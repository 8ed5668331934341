//! Run (§3): the unit of simulation, and its scratch tracking state.
//!
//! Per-entity scratch (attack cooldowns, aggro start, leash timers, charge
//! state, death time) is colocated on the entity itself via
//! [`super::enemy::EnemyTracking`] / [`super::player::PlayerCombatState`] —
//! since those components live inside this Run's own ECS `World`, they are
//! destroyed with the Run and can never leak across runs, which is the
//! property §3 calls out as load-bearing. `RunTracking` below holds the
//! remaining scratch state that isn't naturally keyed by a single entity.

use bevy_ecs::prelude::*;
use glam::Vec2;
use std::collections::{HashMap, HashSet};

use crate::catalog::items::ItemStats;

#[derive(Resource, Debug, Clone)]
pub struct Run {
    pub seed: String,
    pub floor: u32,
    /// Average equipped item power across all players, recomputed whenever
    /// equipment changes; feeds `scale_enemy_stats` (§4.3).
    pub avg_item_power: i32,
    pub pending_loot: Vec<PendingLoot>,
}

#[derive(Debug, Clone)]
pub struct PendingLoot {
    pub room: Entity,
    pub stats: ItemStats,
    pub rarity: crate::catalog::items::Rarity,
}

impl Run {
    pub fn new(seed: String) -> Self {
        Self {
            seed,
            floor: 1,
            avg_item_power: 0,
            pending_loot: Vec::new(),
        }
    }
}

/// Room- and pair-keyed scratch state that must not persist across Runs
/// (§3 RunTracking, §9 "fixed memory leak" note).
#[derive(Resource, Debug, Default)]
pub struct RunTracking {
    /// (player, ground-effect) -> time since last damage tick.
    pub ground_effect_tick_times: HashMap<(Entity, Entity), f32>,
    /// (player, trap) -> time since last damage tick.
    pub trap_damage_cooldowns: HashMap<(Entity, Entity), f32>,
    /// room -> whether its ambush has already been revealed.
    pub ambush_triggered: HashSet<Entity>,
    /// room -> time since last modifier (burning/cursed/blessed) tick.
    pub modifier_tick_times: HashMap<Entity, f32>,
    /// boss entity -> time the current boss fight started.
    pub boss_fight_start: HashMap<Entity, f32>,
    /// player -> continuous movement intent set by the last PLAYER_INPUT.
    pub movement_intent: HashMap<Entity, Vec2>,
    /// player -> momentum vector (Frozen theme physics, §4.7 step 2).
    pub momentum: HashMap<Entity, Vec2>,
    /// player -> time since Inferno hazard was last checked.
    pub inferno_hazard_timer: HashMap<Entity, f32>,
    /// enemy -> time since it left engagement range, for leashing (§4.5).
    pub leash_disengage_timer: HashMap<Entity, f32>,
    pub elapsed: f32,
}

impl RunTracking {
    /// Clear everything keyed by `entity`, used on respawn (§4.7 step 17)
    /// and floor transition.
    pub fn clear_for_entity(&mut self, entity: Entity) {
        self.movement_intent.remove(&entity);
        self.momentum.remove(&entity);
        self.inferno_hazard_timer.remove(&entity);
        self.leash_disengage_timer.remove(&entity);
        self.ground_effect_tick_times.retain(|(p, _), _| *p != entity);
        self.trap_damage_cooldowns.retain(|(p, _), _| *p != entity);
    }
}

■ **EXERCISE**
Find every line in the records above that holds the word "floor", and copy each one.

■ **ANSWER SECTION**
    pub floor: u32,
            floor: 1,
    /// and floor transition.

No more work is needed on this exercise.